Не василиск!! Не убийца!

Все вокруг вдруг стало золотым, ярко вспыхнуло, заструилось сполохами – даже небо, даже Юм стал золотым! Дай набросился на него с объятиями, вцепился, притиснулся, так что Юм охнул, отпрыгнул; завертелся вокруг Юма с ног на руки, во все свои кульбиты и сальто, и золотое сияние вертелось вместе с ним; наконец свалился, и золотой свет растекся облаком. Море и небо почему-то были зелеными. Юм подбежал, схватил – Дай улыбнулся и вдруг опять уснул. Спать было хорошо, тепло и неудобно, он слышал стук сердца Юма; снилось что-то белое, как молоко и свежее, сладкое, как мятные леденцы. Но он не хотел спать, он хотел к Юму, и скоро проснулся.

– Привет, – сказал Юм.

Какой же он уставший. Выпутался из его рук, показал жестами: спи, ты устал! Юм засмеялся и помотал головой. Дай тоже засмеялся и показал, что хочет есть. Тогда они пошли есть яблоки: Дай любил большие зеленые, пахучие, тяжелые, а Юм – малиновые, розовые внутри. И виноград поспел, и еще они набрали в карманы орехов. Потом сидели на голом утесе над морем, кололи их друг для друга. Юм, конечно, успевал больше орешков наколоть.

– Как ужасно я уже соскучился по твоему голосу, – вдруг сказал Юм.

Дай замер. Потом вздохнул и протянул ему орешек. Он и сам боялся, что уже разучился говорить. Юм орешек взял. Съел. Спросил:

– Говорят, заговоришь, когда будет что сказать? И что – совсем нечего пока, даже мне?

Дай съежился. Юм испугался и схватил, подтащил к себе и обнял:

– Ну, прости, прости, мой родной. Что мне надо знать, я и так понимаю, да? Я тебя тоже очень люблю. Но ты такой умник, ты столько думаешь, что мне хочется знать, о чем.

Дай нарисовал в пыли много-много знаков вопросов.

– У меня не меньше, – засмеялся Юм. – В принципе, жизнь – это и есть поиск ответов. Ладно, пойдем заберем у Гая твои вещи.

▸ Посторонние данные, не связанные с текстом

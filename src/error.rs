//! 错误处理模块
//!
//! 定义应用程序的错误类型和错误处理逻辑。

use thiserror::Error;

/// 应用程序错误类型
#[derive(Error, Debug)]
pub enum AppError {
    /// 远程存储错误
    #[error("存储错误: {0}")]
    Store(String),

    /// 连接错误
    #[error("连接错误: {0}")]
    Connection(String),

    /// 远程存储返回的非成功状态
    #[error("存储返回状态 {status}: {message}")]
    Status { status: u16, message: String },

    /// 超时错误
    #[error("操作超时: {0}")]
    Timeout(String),

    /// 配置错误
    #[error("配置错误: {0}")]
    Config(String),

    /// 序列化错误
    #[error("序列化错误: {0}")]
    Serialization(String),

    /// 设备扫描错误
    #[error("设备扫描失败: {0}")]
    Scanner(String),

    /// 内部错误
    #[error("内部错误: {0}")]
    Internal(String),

    /// IO 错误
    #[error("IO 错误: {0}")]
    Io(String),
}

impl AppError {
    /// 是否为可重试的瞬时错误
    ///
    /// 连接失败、超时、限流 (429) 与服务端 5xx 视为瞬时错误。
    pub fn is_transient(&self) -> bool {
        match self {
            AppError::Connection(_) | AppError::Timeout(_) => true,
            AppError::Status { status, .. } => *status == 429 || *status >= 500,
            _ => false,
        }
    }
}

impl From<std::io::Error> for AppError {
    fn from(e: std::io::Error) -> Self {
        AppError::Io(e.to_string())
    }
}

impl From<serde_json::Error> for AppError {
    fn from(e: serde_json::Error) -> Self {
        AppError::Serialization(e.to_string())
    }
}

impl From<figment::Error> for AppError {
    fn from(e: figment::Error) -> Self {
        AppError::Config(e.to_string())
    }
}

impl From<reqwest::Error> for AppError {
    fn from(e: reqwest::Error) -> Self {
        if e.is_timeout() {
            AppError::Timeout(e.to_string())
        } else if e.is_connect() || e.is_request() {
            AppError::Connection(e.to_string())
        } else if let Some(status) = e.status() {
            AppError::Status {
                status: status.as_u16(),
                message: e.to_string(),
            }
        } else if e.is_decode() {
            AppError::Serialization(e.to_string())
        } else {
            AppError::Store(e.to_string())
        }
    }
}

impl From<prometheus::Error> for AppError {
    fn from(e: prometheus::Error) -> Self {
        AppError::Internal(e.to_string())
    }
}

/// 结果类型别名
pub type Result<T> = std::result::Result<T, AppError>;

#[cfg(test)]
mod tests {
    use super::*;
    use rstest::rstest;

    #[rstest]
    #[case(AppError::Connection("refused".into()), true)]
    #[case(AppError::Timeout("10s".into()), true)]
    #[case(AppError::Status { status: 503, message: "unavailable".into() }, true)]
    #[case(AppError::Status { status: 429, message: "slow down".into() }, true)]
    #[case(AppError::Status { status: 401, message: "denied".into() }, false)]
    #[case(AppError::Serialization("bad json".into()), false)]
    #[case(AppError::Scanner("bluetoothctl missing".into()), false)]
    fn test_transient_classification(#[case] error: AppError, #[case] expected: bool) {
        assert_eq!(error.is_transient(), expected);
    }

    #[test]
    fn test_io_error_conversion() {
        let io = std::io::Error::new(std::io::ErrorKind::NotFound, "missing");
        let err: AppError = io.into();
        assert!(matches!(err, AppError::Io(_)));
        assert!(err.to_string().contains("missing"));
    }
}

Дай обрадовался: теперь Юм его куда-нибудь заберет отсюда? А вещи – да какие у него вещи, ну их… Но Юм вел его за руку к скалам и белому домику – почему домик этот раньше казался таким большим? А вон его окошко, закрыто синими ставнями. Все окна закрыты от солнца. Жарко. Гай встретил их у входа, кивнув ему, Дай отпустил руку Юма и побежал к фонтану умываться и пить. И дворик-то маленький, и фонтанчик… Юм подошел и тоже умылся и попил. Гай стоял в тени, смотрел непонятно.

– Ты что? – спросил у него Юм.

– А он что… вот так… светится?

– Когда радуется, – Юм притянул к себе Дая и поворошил ему волосы. – Какой ты совсем золотой стал, Дайчик… Светлячок мой.

– Глаза… зеленые…

– Ну да, – терпеливо пояснил Юм. – Дайка настоящий, когда радуется. Тогда светится. Ты что, ни разу не видел? Да что с тобой, Гай?

– Сам не пойму… Он мне вроде напоминает… Когда золотой… Бровки вот эти …с кисточкой…

– С какой еще кисточкой? – Юм проверил брови Дая. – А. Ну да. Кисточки к вискам… Кого напоминает-то?

– Да так… Смутно. Давно было. Сколько лет уж прошло, сколько лиц…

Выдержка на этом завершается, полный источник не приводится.